Ma Lyse ormai non era più rispettata come un tempo. “Nel corso degli anni abbiamo visto la nostra professione cambiare – ha spiegato una sua collega – intanto anche il nostro pubblico cambiava. Le riforme arrivavano, una dietro l’altra, spesso necessarie, ma realizzate un tanto al chilo, nell’urgenza. A un certo momento si può commettere un gesto del genere”.

Il suicidio di Lyse ha provocato un dibattito sulla crisi della scuola e le difficoltà del mestiere dell’insegnante, fra gli atti di violenza (spesso a scapito dei professori, soprattutto nelle periferie) e i sempre più numerosi docenti che abbandonano una professione fino a poco tempo fa attraente perché considerata un posto sicuro. I sindacati hanno chiesto al ministero di istituire un servizio di medicina del lavoro all’interno della pubblica istruzione. Intanto oggi pomeriggio a Béziers si tiene una marcia silenziosa per ricordare Lyse. Mentre domani è prevista una manifestazione dinanzi al provveditorato di Montpellier.

In tanti adesso puntano il dito sui tagli voluti da Nicolas Sarkozy nella scuola e nella funzione pubblica in generale. A cominciare dalla regola per cui ogni due lavoratori che se ne vanno in pensione, solo uno viene sostituito. E così quest’anno 33mila docenti sono stati pensionati e solo 17mila assunti. Intanto, già dall’anno scorso, gli insegnanti “stagiaires”, i neoassunti, appena laureati (fino al 2010 era sufficiente una laurea breve, da allora invece il master), senza alcuna preparazione pratica, vengono immessi a tempo pieno nel lavoro e non più part-time come prima, per permettere la loro formazione (questa avviene adesso durante il primo anno, una cinquantina di ore, in più rispetto a quelle di insegnamento).

La scuola francese resta in ritardo anche nell’integrazione dei portatori di handicap. Il loro numero sta aumentando (solo nel 2005 è passata una legge che impone la loro scolarizzazione) ma restano appena 60mila (130mila in Italia) quelli presenti nelle aule, per la mancanza di insegnanti di sostegno (auxiliaires), che, fra l’altro, sono praticamente tutti precari, ammessi a questo lavoro anche solo con la maturità e una ridotta formazione iniziale.
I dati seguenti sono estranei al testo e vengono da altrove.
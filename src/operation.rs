//! C8 — Operation Controller. The externally-visible state machine:
//! `operation()` / `result()` / `teardown()`, wiring C2–C7 together
//! (`spec.md` §4.8).

use std::sync::Arc;

use apollo_compiler::executable::ExecutableDocument;
use indexmap::IndexSet;

use crate::cache_api::{CacheApi, FieldInfo};
use crate::config::CacheOptions;
use crate::dependency::{DependencyIndex, TypeIndex};
use crate::document::{AnalyzedSelectionSet, DocumentAnalyzer};
use crate::error::Severity;
use crate::ids::{Generation, OperationKey};
use crate::key::{EntityKey, FieldKey};
use crate::layer_controller::{LayerController, OptimisticLayers};
use crate::store::{LayerId, Link, Store, WriteTransaction};
use crate::traversal::{read, write, OutputValue};
use crate::value::{ObjectValue, Value};

#[derive(Debug, Clone, Copy, PartialEq, Eq)]
pub enum OperationKind {
    Query,
    Mutation,
    Subscription,
}

#[derive(Debug, Clone, Copy, PartialEq, Eq, Default)]
pub enum RequestPolicy {
    #[default]
    CacheFirst,
    CacheAndNetwork,
    CacheOnly,
    NetworkOnly,
}

#[derive(Debug, Clone, Copy, PartialEq, Eq)]
pub enum CacheOutcome {
    Hit,
    Miss,
    Partial,
}

pub struct IncomingOperation {
    pub key: OperationKey,
    pub kind: OperationKind,
    pub document: Arc<ExecutableDocument>,
    pub operation_name: Option<String>,
    pub variables: ObjectValue,
    pub request_policy: RequestPolicy,
}

pub struct IncomingResult {
    pub key: OperationKey,
    pub data: Option<Value>,
    /// Verbatim passthrough network error, if any (§7: "retained verbatim
    /// on the emitted result").
    pub error: Option<Value>,
    /// Top-level response keys named in `error.path` (§7: "recorded as
    /// known null in the store"). Resolving a full JSON pointer path is
    /// left to the host pipeline; this cache only distinguishes "which
    /// root selection fields errored" from "which came back null because
    /// the server said so", which is all the store needs to avoid
    /// re-reporting them as cache misses.
    pub errored_fields: Vec<String>,
    pub has_next: bool,
    /// Empty for an ordinary (or initial `@defer`) payload, whose `data`
    /// is written at the operation's root via the normal selection walk.
    /// Non-empty for a deferred `incremental` patch: names the position
    /// `data` belongs at, the same way the response's own `path` array
    /// does (`spec.md` §4.4 item 6).
    pub path: Vec<PathSegment>,
}

/// One step of an incremental payload's `path` array: either a response key
/// into an object's selection, or an index into a list field's items.
#[derive(Debug, Clone)]
pub enum PathSegment {
    Field(String),
    Index(usize),
}

#[derive(Debug, Clone)]
pub struct EmittedResult {
    pub operation: OperationKey,
    pub data: Option<Value>,
    pub error: Option<Value>,
    pub stale: bool,
    pub has_next: bool,
    pub cache_outcome: Option<CacheOutcome>,
}

#[derive(Debug, Clone)]
pub enum Effect {
    Emit(EmittedResult),
    Forward {
        operation: OperationKey,
        request_policy: RequestPolicy,
    },
}

struct PendingOperation {
    kind: OperationKind,
    root: EntityKey,
    root_typename: String,
    selection: Arc<AnalyzedSelectionSet>,
    last_output: Option<OutputValue>,
    last_dependencies: IndexSet<(EntityKey, FieldKey)>,
    generation: Generation,
    /// Whether this operation's last (re)read came back `partial`/`miss`
    /// (`spec.md` §4.7 loop protection). Gating reexecution itself falls
    /// out structurally — the dependency index only nominates an operation
    /// when one of its actual dependencies was touched — so this is
    /// exposed state for callers/tests, not consulted to skip a candidate.
    reexecutions_blocked: bool,
    /// `Some` for query/subscription operations: their slot in the
    /// commutative issue order (§4.6).
    issue_order: Option<u64>,
    /// Consecutive reexecutions that left this operation's output unchanged.
    /// Reset to `0` the moment a reexecution actually changes something;
    /// capped by `CacheDebugConfig::max_blind_reexecutions`.
    blind_reexecutions: u32,
}

/// The cache. Owns the store and every index/controller C2–C7 need;
/// `operation`/`result`/`teardown` are the only entry points the host
/// pipeline calls (§6, §5: single-threaded, cooperative, no suspension).
pub struct Cache {
    store: Store,
    options: CacheOptions,
    documents: DocumentAnalyzer,
    dependencies: DependencyIndex,
    types: TypeIndex,
    layers: LayerController,
    optimistic: OptimisticLayers,
    pending: indexmap::IndexMap<OperationKey, PendingOperation>,
}
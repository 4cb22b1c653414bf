//! C4/C5 — write and read traversal over the store, driven by an
//! [`AnalyzedSelectionSet`](crate::document::AnalyzedSelectionSet)
//! (`spec.md` §4.4, §4.5).

pub mod read;
pub mod write;

pub use read::{Completeness, OutputValue, ReadOutcome};
//! C6 — Layer Controller. Owns the overlay stack bookkeeping: optimistic
//! mutation push/commit/discard, and the issue-order squash algorithm that
//! lets results from commutative operations (plain queries, subscription
//! events) land in any arrival order while the store converges on the same
//! final state (`spec.md` §4.6, §9).
//!
//! Both halves report *which* layers are active; [`crate::operation::Cache`]
//! is the one place that knows how to combine them into the single
//! precedence order `Store::set_order` expects (optimistic layers, most
//! recently pushed first, above commutative layers, highest issue order
//! first) — `spec.md` §3's `LayerKind` ordering invariant.
//!
//! The ordering problem (§9 open question, exercised by §8 property 5 and
//! scenario S6): a result for issue order `N` must not become visible ahead
//! of any still-outstanding result for an earlier issue order, because an
//! intervening earlier result could still change what `N`'s write depends
//! on. Concretely: each commutative operation is assigned a strictly
//! increasing `order` at issue time; its result materializes an `Ordered`
//! layer instead of writing straight to base; a `threshold` tracks the
//! lowest order still outstanding; a layer squashes into base only once
//! `threshold` reaches its own order, draining any lower orders that were
//! already waiting at the same time.

use indexmap::IndexMap;

use crate::ids::OperationKey;
use crate::store::{LayerId, Store};

#[derive(Default)]
pub struct LayerController {
    /// Issue orders without a terminal result yet. An order with
    /// `hasNext: true` patches still outstanding stays in here across
    /// multiple `materialize` calls for the same order.
    pending: std::collections::BTreeSet<u64>,
    /// Layers currently materialized in the store, keyed by issue order.
    layers: IndexMap<u64, LayerId>,
    next_order: u64,
}

impl LayerController {
    pub fn new() -> Self {
        Self::default()
    }

    /// Reserves the next issue order for a commutative operation (query or
    /// subscription). The result is what `materialize`/`resolve` must be
    /// called with once results for this operation arrive.
    pub fn issue(&mut self) -> u64 {
        let order = self.next_order;
        self.next_order += 1;
        self.pending.insert(order);
        order
    }

    /// Registers (or re-registers, for a repeated `@defer` patch) the layer
    /// that `order`'s result was written into.
    pub fn materialize(&mut self, order: u64, id: LayerId) {
        self.layers.insert(order, id);
    }

    fn threshold(&self) -> Option<u64> {
        self.pending.iter().next().copied()
    }

    /// Marks `order` fully resolved (no further `hasNext` patches coming)
    /// and squashes it, and any lower orders that were waiting on it, into
    /// base in ascending order. Returns the squashed layer ids in merge
    /// order.
    pub fn resolve(&mut self, order: u64, store: &mut Store) -> Vec<LayerId> {
        self.pending.remove(&order);
        self.drain_ready(store)
    }

    /// Drops an outstanding order without ever producing a terminal result
    /// (operation torn down before its result arrived). Unblocks any
    /// layers waiting on it the same way `resolve` would.
    pub fn abandon(&mut self, order: u64, store: &mut Store) -> Vec<LayerId> {
        self.pending.remove(&order);
        self.layers.shift_remove(&order);
        self.drain_ready(store)
    }

    fn drain_ready(&mut self, store: &mut Store) -> Vec<LayerId> {
        let mut squashed = Vec::new();
        loop {
            let Some(&lowest) = self.layers.keys().min() else {
                break;
            };
            let ready = match self.threshold() {
                Some(t) => lowest < t,
                None => true,
            };
            if !ready {
                break;
            }
            let id = self.layers.shift_remove(&lowest).unwrap();
            store.merge_layer_into_base(&id);
            squashed.push(id);
        }
        squashed
    }

    /// The commutative layers currently active, highest issue order first
    /// (`spec.md` §3: "`L(k,n)` reads-ordered strictly above all
    /// commutative layers with order `< n`").
    pub fn ids(&self) -> Vec<LayerId> {
        let mut orders: Vec<u64> = self.layers.keys().copied().collect();
        orders.sort_unstable_by(|a, b| b.cmp(a));
        orders.into_iter().map(|o| self.layers[&o].clone()).collect()
    }
}

/// Optimistic-mutation layer lifecycle (§4.4 item 5, §4.6): pushed before
/// the mutation's optimistic response is written, replaced by the real
/// result on success, discarded (with no trace) on failure.
#[derive(Default)]
pub struct OptimisticLayers {
    stack: Vec<OperationKey>,
}

impl OptimisticLayers {
    pub fn new() -> Self {
        Self::default()
    }

    /// Pushes a new optimistic layer for `mutation_key` atop the current
    /// stack and returns its `LayerId`. Concurrent optimistic mutations
    /// stack in push order (§4.6).
    pub fn push(&mut self, mutation_key: OperationKey, store: &mut Store) -> LayerId {
        let id = LayerId::Optimistic(mutation_key.clone());
        store.ensure_layer(id.clone());
        self.stack.push(mutation_key);
        id
    }

    /// Removes `mutation_key`'s layer from the stack. Callers handle the
    /// store-side squash (commit) or plain removal (discard) themselves
    /// before or after this, since both paths need `Store::remove_layer`.
    pub fn retire(&mut self, mutation_key: &OperationKey) {
        self.stack.retain(|k| k != mutation_key);
    }

    /// Optimistic layers currently active, most recently pushed first.
    pub fn ids(&self) -> Vec<LayerId> {
        self.stack.iter().rev().map(|k| LayerId::Optimistic(k.clone())).collect()
    }
}

#[cfg(test)]
mod tests {
    use super::*;
    use crate::config::Logger;

    #[test]
    fn out_of_order_resolution_squashes_once_unblocked() {
        let mut store = Store::new(Logger::noop());
        let mut ctl = LayerController::new();

        let o1 = ctl.issue();
        let o2 = ctl.issue();
        let o3 = ctl.issue();

        let l2 = LayerId::Ordered(OperationKey::new("op2"));
        store.ensure_layer(l2.clone());
        ctl.materialize(o2, l2.clone());
        let squashed = ctl.resolve(o2, &mut store);
        assert!(squashed.is_empty(), "order 2 can't squash before order 1");

        let l1 = LayerId::Ordered(OperationKey::new("op1"));
        store.ensure_layer(l1.clone());
        ctl.materialize(o1, l1.clone());
        let squashed = ctl.resolve(o1, &mut store);
        assert_eq!(squashed, vec![l1, l2]);

        let l3 = LayerId::Ordered(OperationKey::new("op3"));
        store.ensure_layer(l3.clone());
        ctl.materialize(o3, l3.clone());
        let squashed = ctl.resolve(o3, &mut store);
        assert_eq!(squashed, vec![l3]);
    }

    #[test]
    fn optimistic_layers_stack_most_recent_first() {
        let mut store = Store::new(Logger::noop());
        let mut layers = OptimisticLayers::new();
        let a = OperationKey::new("a");
        let b = OperationKey::new("b");
        layers.push(a.clone(), &mut store);
        layers.push(b.clone(), &mut store);
        assert_eq!(layers.ids(), vec![LayerId::Optimistic(b), LayerId::Optimistic(a.clone())]);
        layers.retire(&a);
        assert_eq!(layers.ids(), vec![LayerId::Optimistic(OperationKey::new("b"))]);
    }
}
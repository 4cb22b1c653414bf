//! The JSON-ish value type records, links and denormalized results are built
//! from. Grounded in `apollo-federation`'s choice of `serde_json_bytes` (see
//! its `Cargo.toml`): cheap `Clone` via reference-counted strings, preserved
//! key order, and a `Value`/`Map` split that matches the shape of a parsed
//! GraphQL response.

pub use serde_json_bytes::{ByteString, Map as JsonMap, Value};

pub type ObjectValue = JsonMap<ByteString, Value>;
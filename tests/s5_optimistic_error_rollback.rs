//! `spec.md` §8 S5.

mod common;

use std::sync::Arc;

use graphql_cache::{Cache, CacheApi, CacheOptions, FieldInfo, ObjectValue, RequestPolicy, Value};

fn options_with_optimistic() -> CacheOptions {
    CacheOptions::builder()
        .schema(common::schema())
        .optimistic(
            "setName",
            Arc::new(|args: &ObjectValue, _ctx: &mut CacheApi<'_>, _info: &FieldInfo<'_>| -> Value {
                let id = args.get("id").cloned().unwrap_or(Value::String("123".into()));
                common::obj(&[
                    ("__typename", common::jstr("Author")),
                    ("id", id),
                    ("name", common::jstr("OFFLINE")),
                ])
            }),
        )
        .build()
}

#[test]
fn mutation_error_rolls_back_to_pre_mutation_value() {
    let mut cache = Cache::new(options_with_optimistic());

    cache.operation(common::query_op(
        "op1",
        "{ author(id: \"123\") { id name } }",
        RequestPolicy::CacheFirst,
    ));
    cache.result(common::result("op1", common::obj(&[("author", common::author("123", "A"))])));

    let effects = cache.operation(common::mutation_op(
        "m1",
        "mutation { setName(id: \"123\", name: \"ONLINE\") { id name } }",
    ));
    assert_eq!(
        common::get(common::emissions_for(&effects, "op1")[0].data.as_ref().unwrap(), "author")
            .and_then(|a| common::get(a, "name")),
        Some(&common::jstr("OFFLINE"))
    );

    let effects = cache.result(common::error_result(
        "m1",
        common::obj(&[("message", common::jstr("backend unavailable"))]),
    ));
    let rollback = common::emissions_for(&effects, "op1");
    assert_eq!(rollback.len(), 1);
    assert_eq!(
        common::get(rollback[0].data.as_ref().unwrap(), "author")
            .and_then(|a| common::get(a, "name")),
        Some(&common::jstr("A"))
    );
}
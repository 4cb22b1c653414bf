use std::fmt;

use crate::key::{EntityKey, FieldKey};

/// Severity levels accepted by the logger callback (`spec.md` §6). The cache
/// only ever emits `Debug` and `Error`; `Warn` exists for completeness of the
/// logger's contract.
#[derive(Debug, Clone, Copy, PartialEq, Eq, Hash)]
pub enum Severity {
    Debug,
    Warn,
    Error,
}

impl fmt::Display for Severity {
    fn fmt(&self, f: &mut fmt::Formatter<'_>) -> fmt::Result {
        f.write_str(match self {
            Severity::Debug => "debug",
            Severity::Warn => "warn",
            Severity::Error => "error",
        })
    }
}

/// Internal failure taxonomy (`spec.md` §7). None of these ever escape the
/// cache's public operation API: `OperationController` downgrades every
/// variant into a logger call plus a classification on the emitted result.
/// The type still exists, and is threaded through internal `Result`s, the
/// same way `apollo-federation`'s `FederationError` threads through its
/// internals before flattening it at a crate boundary.
#[derive(Debug, thiserror::Error)]
pub enum CacheError {
    /// A record and a link were about to coexist at the same
    /// `(EntityKey, FieldKey)` in the same layer, or a typename was required
    /// but absent from a written object.
    #[error("invariant violation on entity \"{entity}\", field \"{field}\": {message}")]
    InvariantViolation {
        entity: EntityKey,
        field: FieldKey,
        message: String,
    },

    /// A user-supplied updater/resolver/optimistic function panicked or
    /// returned an error. Isolated: only that callback's pending writes are
    /// discarded.
    #[error("updater for {owner}.{field} failed: {message}")]
    UpdaterException {
        owner: String,
        field: String,
        message: String,
    },

    /// The document analyzer was handed a document it cannot make sense of
    /// (e.g. an operation name that doesn't exist in the document).
    #[error("document error: {0}")]
    Document(String),

    /// `keyOfEntity`/`resolve` on the mediated cache API was asked about a
    /// typename with no keying function and no `id`/`_id` field — the object
    /// has no stable key to report.
    #[error("entity of type \"{0}\" has no stable key")]
    NoStableKey(String),
}

/// What got classified at the spot the failure occurred, so a read traversal
/// can keep walking instead of aborting (`spec.md` §7, `InvariantViolation`
/// is "treated as a miss at that location").
pub(crate) type CacheResult<T> = Result<T, CacheError>;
Se si vuole dare davvero un’idea del discredito della professione in Francia, basta dare un’occhiata ai dati relativi ai concorsi per l’abilitazione. I candidati per la scuola elementare sono passati da 18.136 a 18.734 quest’anno. Ma nel frattempo il numero dei posti disponibili è cresciuto per cui l’anno scorso ci sono stati sei candidati per ogni posto, ma solo quattro quest’anno. Il dato più preoccupante riguarda le abilitazioni per la scuola secondaria, dove più forti sono i problemi di disciplina: si è scesi da quota 35mila candidati a 21mila. Nel caso della matematica il numero dei posti a concorso era lo stesso di chi vi ambiva: sono stati promossi tutti. E questo nonostante la crisi economica (anche se il salario netto previsto per chi lavora a tempo pieno è di 1.500 euro, una miseria per chi vive a Parigi o nelle maggiori città) e malgrado l’aumento della disoccupazione. Il malessere esiste. E molti oggi dicono: la tragedia di Lyse non è casuale.